* **Dataset entries**:
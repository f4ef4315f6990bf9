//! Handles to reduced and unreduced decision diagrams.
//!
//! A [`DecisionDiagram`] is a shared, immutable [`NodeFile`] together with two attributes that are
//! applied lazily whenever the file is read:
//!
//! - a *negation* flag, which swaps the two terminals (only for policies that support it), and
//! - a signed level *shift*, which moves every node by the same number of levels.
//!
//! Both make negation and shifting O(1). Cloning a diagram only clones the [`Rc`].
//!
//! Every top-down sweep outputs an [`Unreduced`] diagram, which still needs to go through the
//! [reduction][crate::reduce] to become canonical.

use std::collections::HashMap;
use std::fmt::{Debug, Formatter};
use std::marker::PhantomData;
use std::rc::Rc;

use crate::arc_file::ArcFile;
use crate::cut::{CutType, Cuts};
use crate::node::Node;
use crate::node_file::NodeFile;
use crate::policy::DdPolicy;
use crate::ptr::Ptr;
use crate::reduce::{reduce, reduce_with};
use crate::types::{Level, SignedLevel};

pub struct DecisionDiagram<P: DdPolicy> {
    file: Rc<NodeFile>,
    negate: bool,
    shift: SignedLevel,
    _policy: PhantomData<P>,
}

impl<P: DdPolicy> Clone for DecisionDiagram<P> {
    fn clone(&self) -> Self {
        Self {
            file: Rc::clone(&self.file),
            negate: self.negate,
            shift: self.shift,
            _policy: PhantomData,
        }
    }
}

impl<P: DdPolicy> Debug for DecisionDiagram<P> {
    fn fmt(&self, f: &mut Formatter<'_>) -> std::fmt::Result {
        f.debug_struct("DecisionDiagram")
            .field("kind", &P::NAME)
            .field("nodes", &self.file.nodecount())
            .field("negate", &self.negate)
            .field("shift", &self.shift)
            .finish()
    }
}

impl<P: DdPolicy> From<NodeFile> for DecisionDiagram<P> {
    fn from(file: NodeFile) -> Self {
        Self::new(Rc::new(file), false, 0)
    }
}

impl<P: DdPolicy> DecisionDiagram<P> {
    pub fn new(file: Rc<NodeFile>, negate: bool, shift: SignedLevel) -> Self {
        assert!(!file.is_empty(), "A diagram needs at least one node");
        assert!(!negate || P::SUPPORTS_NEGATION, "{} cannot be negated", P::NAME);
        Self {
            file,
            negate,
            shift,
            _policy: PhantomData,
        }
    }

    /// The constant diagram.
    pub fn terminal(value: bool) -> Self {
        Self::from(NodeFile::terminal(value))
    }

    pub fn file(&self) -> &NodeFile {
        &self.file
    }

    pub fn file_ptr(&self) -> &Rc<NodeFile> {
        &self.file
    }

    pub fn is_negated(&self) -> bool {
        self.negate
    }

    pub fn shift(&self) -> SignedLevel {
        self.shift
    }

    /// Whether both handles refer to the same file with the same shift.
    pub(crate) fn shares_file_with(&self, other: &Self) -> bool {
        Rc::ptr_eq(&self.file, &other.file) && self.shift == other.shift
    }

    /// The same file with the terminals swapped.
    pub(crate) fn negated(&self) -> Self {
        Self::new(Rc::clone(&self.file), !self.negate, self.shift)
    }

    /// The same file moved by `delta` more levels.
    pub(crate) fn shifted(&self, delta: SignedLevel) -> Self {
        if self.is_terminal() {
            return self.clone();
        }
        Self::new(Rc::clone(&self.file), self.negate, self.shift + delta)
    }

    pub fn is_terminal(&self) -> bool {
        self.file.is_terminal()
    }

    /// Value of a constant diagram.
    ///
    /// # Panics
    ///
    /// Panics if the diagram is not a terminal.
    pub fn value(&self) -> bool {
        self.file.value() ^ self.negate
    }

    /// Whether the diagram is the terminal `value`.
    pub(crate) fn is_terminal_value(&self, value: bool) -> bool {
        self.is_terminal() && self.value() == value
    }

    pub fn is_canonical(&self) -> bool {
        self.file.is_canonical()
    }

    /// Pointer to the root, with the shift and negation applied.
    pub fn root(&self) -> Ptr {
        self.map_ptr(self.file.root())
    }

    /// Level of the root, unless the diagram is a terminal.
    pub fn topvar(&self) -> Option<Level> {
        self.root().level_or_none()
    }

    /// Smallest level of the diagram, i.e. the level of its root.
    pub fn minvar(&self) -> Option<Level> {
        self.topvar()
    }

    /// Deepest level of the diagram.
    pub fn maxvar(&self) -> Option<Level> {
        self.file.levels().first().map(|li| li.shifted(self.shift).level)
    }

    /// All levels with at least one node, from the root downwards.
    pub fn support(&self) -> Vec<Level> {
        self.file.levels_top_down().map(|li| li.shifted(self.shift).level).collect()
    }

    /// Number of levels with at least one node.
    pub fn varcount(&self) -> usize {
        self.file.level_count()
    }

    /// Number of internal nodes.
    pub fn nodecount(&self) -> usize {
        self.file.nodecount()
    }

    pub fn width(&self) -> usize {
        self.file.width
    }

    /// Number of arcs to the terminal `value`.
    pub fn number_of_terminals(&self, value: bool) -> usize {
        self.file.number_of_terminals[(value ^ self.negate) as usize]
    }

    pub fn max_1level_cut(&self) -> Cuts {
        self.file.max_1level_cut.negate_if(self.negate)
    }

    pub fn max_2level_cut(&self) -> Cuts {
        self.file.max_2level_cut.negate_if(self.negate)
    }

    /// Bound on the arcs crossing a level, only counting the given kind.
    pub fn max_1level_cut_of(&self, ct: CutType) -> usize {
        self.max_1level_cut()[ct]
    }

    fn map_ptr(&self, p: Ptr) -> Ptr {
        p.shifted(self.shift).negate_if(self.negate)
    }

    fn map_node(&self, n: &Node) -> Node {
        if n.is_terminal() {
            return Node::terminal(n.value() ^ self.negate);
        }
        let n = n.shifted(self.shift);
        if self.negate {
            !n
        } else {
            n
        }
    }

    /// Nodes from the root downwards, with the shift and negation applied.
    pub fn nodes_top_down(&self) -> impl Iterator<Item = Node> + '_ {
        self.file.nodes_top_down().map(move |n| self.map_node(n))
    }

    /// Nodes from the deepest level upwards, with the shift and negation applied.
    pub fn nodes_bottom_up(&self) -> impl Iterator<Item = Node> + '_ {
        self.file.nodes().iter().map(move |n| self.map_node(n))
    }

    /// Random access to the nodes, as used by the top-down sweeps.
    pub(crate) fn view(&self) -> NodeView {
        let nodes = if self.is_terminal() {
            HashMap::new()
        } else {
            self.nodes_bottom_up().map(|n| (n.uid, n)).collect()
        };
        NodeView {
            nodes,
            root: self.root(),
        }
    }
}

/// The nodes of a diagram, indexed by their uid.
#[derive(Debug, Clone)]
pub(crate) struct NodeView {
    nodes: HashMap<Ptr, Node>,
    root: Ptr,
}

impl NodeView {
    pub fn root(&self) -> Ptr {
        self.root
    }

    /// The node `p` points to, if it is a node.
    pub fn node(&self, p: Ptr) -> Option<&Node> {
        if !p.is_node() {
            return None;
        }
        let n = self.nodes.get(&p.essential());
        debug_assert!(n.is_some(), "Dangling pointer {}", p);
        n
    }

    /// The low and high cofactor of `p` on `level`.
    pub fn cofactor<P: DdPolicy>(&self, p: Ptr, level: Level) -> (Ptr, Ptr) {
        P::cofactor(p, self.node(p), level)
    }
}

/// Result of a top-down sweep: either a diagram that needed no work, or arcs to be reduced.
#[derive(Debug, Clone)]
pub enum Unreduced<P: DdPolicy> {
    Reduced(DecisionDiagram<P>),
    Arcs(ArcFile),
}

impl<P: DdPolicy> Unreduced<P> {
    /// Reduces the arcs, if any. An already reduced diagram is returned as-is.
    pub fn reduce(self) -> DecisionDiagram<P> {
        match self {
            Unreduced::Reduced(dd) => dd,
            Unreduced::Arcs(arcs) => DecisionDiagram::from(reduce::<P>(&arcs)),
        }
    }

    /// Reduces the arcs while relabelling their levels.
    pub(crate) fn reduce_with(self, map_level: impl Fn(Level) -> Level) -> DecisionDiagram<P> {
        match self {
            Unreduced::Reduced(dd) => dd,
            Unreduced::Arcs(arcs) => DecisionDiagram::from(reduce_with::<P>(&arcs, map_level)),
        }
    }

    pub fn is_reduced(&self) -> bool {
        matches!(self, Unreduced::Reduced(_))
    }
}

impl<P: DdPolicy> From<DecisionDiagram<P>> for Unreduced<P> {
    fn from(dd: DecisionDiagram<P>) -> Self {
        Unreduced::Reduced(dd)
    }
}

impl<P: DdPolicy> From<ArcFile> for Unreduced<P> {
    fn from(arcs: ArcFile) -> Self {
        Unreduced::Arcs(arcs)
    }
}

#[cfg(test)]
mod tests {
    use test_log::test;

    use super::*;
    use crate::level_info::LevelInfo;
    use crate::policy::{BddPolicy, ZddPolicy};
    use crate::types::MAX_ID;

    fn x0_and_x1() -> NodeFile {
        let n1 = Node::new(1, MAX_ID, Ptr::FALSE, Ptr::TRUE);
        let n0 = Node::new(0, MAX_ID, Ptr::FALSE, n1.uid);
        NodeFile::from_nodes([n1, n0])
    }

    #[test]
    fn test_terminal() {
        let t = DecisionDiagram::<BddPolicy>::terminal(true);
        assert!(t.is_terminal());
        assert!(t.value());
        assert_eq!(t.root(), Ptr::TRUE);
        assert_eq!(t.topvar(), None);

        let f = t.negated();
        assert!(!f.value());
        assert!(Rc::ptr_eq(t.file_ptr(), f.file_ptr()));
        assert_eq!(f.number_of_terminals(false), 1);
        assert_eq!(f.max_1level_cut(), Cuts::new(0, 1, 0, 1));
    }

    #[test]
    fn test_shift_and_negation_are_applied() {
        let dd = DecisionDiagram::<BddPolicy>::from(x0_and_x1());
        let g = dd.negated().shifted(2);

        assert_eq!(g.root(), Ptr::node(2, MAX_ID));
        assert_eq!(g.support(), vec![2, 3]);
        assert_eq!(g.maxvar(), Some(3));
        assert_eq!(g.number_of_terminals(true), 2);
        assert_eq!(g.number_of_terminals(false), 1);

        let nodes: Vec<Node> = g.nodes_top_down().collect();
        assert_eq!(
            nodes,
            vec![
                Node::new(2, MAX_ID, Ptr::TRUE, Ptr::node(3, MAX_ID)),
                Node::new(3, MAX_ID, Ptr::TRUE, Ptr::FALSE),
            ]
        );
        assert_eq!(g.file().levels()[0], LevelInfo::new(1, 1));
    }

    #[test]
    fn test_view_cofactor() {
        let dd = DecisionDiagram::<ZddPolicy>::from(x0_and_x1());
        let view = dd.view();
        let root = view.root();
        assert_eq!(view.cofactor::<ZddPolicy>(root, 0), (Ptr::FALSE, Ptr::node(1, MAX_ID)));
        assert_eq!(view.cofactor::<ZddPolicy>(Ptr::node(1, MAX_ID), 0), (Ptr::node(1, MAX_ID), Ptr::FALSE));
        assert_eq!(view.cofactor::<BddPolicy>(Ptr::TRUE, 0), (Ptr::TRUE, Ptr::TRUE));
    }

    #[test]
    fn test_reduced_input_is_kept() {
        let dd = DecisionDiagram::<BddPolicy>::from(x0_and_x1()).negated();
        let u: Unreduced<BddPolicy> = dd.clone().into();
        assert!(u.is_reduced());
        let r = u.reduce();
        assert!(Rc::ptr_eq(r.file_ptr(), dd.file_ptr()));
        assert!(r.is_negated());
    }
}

* **WHAT NEEDS TO BE DONE**:
Word for word, repeat the data from its first line through the line with "pub fn new(file: Rc<NodeFile>, negate: bool, shift: SignedLevel)", including both of those lines and no others.

* **THE ANSWER**:
repository f4ef4315f6990bf9
//! Handles to reduced and unreduced decision diagrams.
//!
//! A [`DecisionDiagram`] is a shared, immutable [`NodeFile`] together with two attributes that are
//! applied lazily whenever the file is read:
//!
//! - a *negation* flag, which swaps the two terminals (only for policies that support it), and
//! - a signed level *shift*, which moves every node by the same number of levels.
//!
//! Both make negation and shifting O(1). Cloning a diagram only clones the [`Rc`].
//!
//! Every top-down sweep outputs an [`Unreduced`] diagram, which still needs to go through the
//! [reduction][crate::reduce] to become canonical.

use std::collections::HashMap;
use std::fmt::{Debug, Formatter};
use std::marker::PhantomData;
use std::rc::Rc;

use crate::arc_file::ArcFile;
use crate::cut::{CutType, Cuts};
use crate::node::Node;
use crate::node_file::NodeFile;
use crate::policy::DdPolicy;
use crate::ptr::Ptr;
use crate::reduce::{reduce, reduce_with};
use crate::types::{Level, SignedLevel};

pub struct DecisionDiagram<P: DdPolicy> {
    file: Rc<NodeFile>,
    negate: bool,
    shift: SignedLevel,
    _policy: PhantomData<P>,
}

impl<P: DdPolicy> Clone for DecisionDiagram<P> {
    fn clone(&self) -> Self {
        Self {
            file: Rc::clone(&self.file),
            negate: self.negate,
            shift: self.shift,
            _policy: PhantomData,
        }
    }
}

impl<P: DdPolicy> Debug for DecisionDiagram<P> {
    fn fmt(&self, f: &mut Formatter<'_>) -> std::fmt::Result {
        f.debug_struct("DecisionDiagram")
            .field("kind", &P::NAME)
            .field("nodes", &self.file.nodecount())
            .field("negate", &self.negate)
            .field("shift", &self.shift)
            .finish()
    }
}

impl<P: DdPolicy> From<NodeFile> for DecisionDiagram<P> {
    fn from(file: NodeFile) -> Self {
        Self::new(Rc::new(file), false, 0)
    }
}

impl<P: DdPolicy> DecisionDiagram<P> {
    pub fn new(file: Rc<NodeFile>, negate: bool, shift: SignedLevel) -> Self {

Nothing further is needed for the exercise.